Este mundo trivial e implacable, pragmático y desconsiderado que llevamos
tiempo creando tiene como resultado unas doctrinas emocionales que dan
respuestas simples y promesas sin fin, que plantan cara a los fantasmas, como los
desafiantes Salvini a los gigantes inhumanos, como los Farage y compañía.
No
hemos comprendido todavía que el mundo ha cambiado y que se conquista cada día,
que los discursos verticales han caído en descrédito o en el vacío, y que son
las fuerzas horizontales las que dan las victorias conectando a través del
agravio. Son las clases políticas las que han sembrado el desánimo convirtiéndose
en distantes figuras manejadas por sus directores de comunicación alejándose de
las gentes y sus problemas reales.
Todas las advertencias que llegaron desde
2010 en adelante, como resultado de una crisis económica que el mundo vio como
un gigantesco engaño de banqueros y políticos que acabaría pagando el pueblo. Las teorías sobre la conspiración han hecho el resto.
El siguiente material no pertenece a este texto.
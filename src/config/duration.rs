//! Duration parsing utilities.

use anyhow::Context;
use std::time::Duration;

/// Parse a duration string like "1h", "30m", "300s", "300".
/// Supports:
/// - Plain numbers (interpreted as seconds): "300"
/// - Seconds suffix: "300s"
/// - Minutes suffix: "30m"
/// - Hours suffix: "1h"
pub fn parse_duration(s: &str) -> anyhow::Result<Duration> {
    let s = s.trim();
    if s.is_empty() {
        anyhow::bail!("Empty duration string");
    }

    let (num_str, unit_secs, unit) = if let Some(n) = s.strip_suffix('h') {
        (n, 3600, "hours")
    } else if let Some(n) = s.strip_suffix('m') {
        (n, 60, "minutes")
    } else if let Some(n) = s.strip_suffix('s') {
        (n, 1, "seconds")
    } else {
        (s, 1, "duration")
    };

    let value: u64 = num_str
        .parse()
        .with_context(|| format!("Invalid {unit} value: {num_str}"))?;
    if value == 0 {
        anyhow::bail!("Duration must be positive: {s}");
    }
    let secs = value
        .checked_mul(unit_secs)
        .with_context(|| format!("Duration too large: {s}"))?;
    Ok(Duration::from_secs(secs))
}

#[cfg(test)]
mod tests {
    use super::*;

    #[test]
    fn test_plain_seconds() {
        assert_eq!(parse_duration("300").unwrap(), Duration::from_secs(300));
        assert_eq!(parse_duration(" 45s ").unwrap(), Duration::from_secs(45));
    }

    #[test]
    fn test_minutes_and_hours() {
        assert_eq!(parse_duration("30m").unwrap(), Duration::from_secs(1800));
        assert_eq!(parse_duration("1h").unwrap(), Duration::from_secs(3600));
    }

    #[test]
    fn test_invalid() {
        assert!(parse_duration("").is_err());
        assert!(parse_duration("abc").is_err());
        assert!(parse_duration("5d").is_err());
        assert!(parse_duration("-5s").is_err());
        assert!(parse_duration("0").is_err());
    }

    #[test]
    fn test_error_message() {
        let err = parse_duration("xm").unwrap_err();
        assert_eq!(err.to_string(), "Invalid minutes value: x");
    }
}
Han abierto el camino a los salvadores.
Ha
fallado el liderazgo comprometido, demostrar que aquello no se volvería a
permitir y que se trabajaría por un mundo mejor y más solidario. Pero se
desaprovechó la ocasión y ahora lo padecen muchos países, en sus calles de
nuevo tomadas por movimientos que reivindican lo que se les niega
con razón o sin ella. La violencia empieza a ser una forma aceptada de actuación política. Ya no incomoda tanto.
El
mundo, como los cuadros, debe verse con cierta distancia para que ejerza su
efecto. Y el efecto de lo que vemos ahora mismo es desolador. Asistimos al
desmantelamiento de las instituciones internacionales que garantizan la paz y
un orden mundial más solidario. Asistimos a la violencia cotidiana más allá de las
guerras y al sufrimiento causado por luchas egoístas por el poder y el dominio
regional, como ocurre en Siria o Yemen. Asistimos al espectáculo bochornoso de
la creciente xenofobia y el racismo, a ver sentados en los banquillos del mundo
a dirigentes y ex dirigentes corruptos que han estado al frente de instituciones y
países durante años o décadas.
De todo
esto se alimentan los grupos que prometen la espada de fuego. Y arrasan con
todo lo que pueden para acelerar el desmoronamiento de las instituciones
creadas en décadas para volver a las raíces con las que se alimentaron los
conflictos durante siglos. En vez de arriesgarnos por construir un futuro con imaginación, nos dirigimos a pasados cuyos desastres son conocidos. El sentimentalismo nacionalista no trae ideas, solo ambiciones y frustraciones cuando no se cumple.
Es
necesario volver a redefinir la idea de patriotismo. Deberían comenzar por dar
ejemplo aquellos que convierten los países en escenario de enfrentamiento
continuo y los que viven del sensacionalismo que provoca el choque. Cada vez
son más necesarias voces mesuradas y no voces estridentes. Es la única forma de
evitar el avance del cangrejo. Pero mucho me temo que es difícil encontrarlas.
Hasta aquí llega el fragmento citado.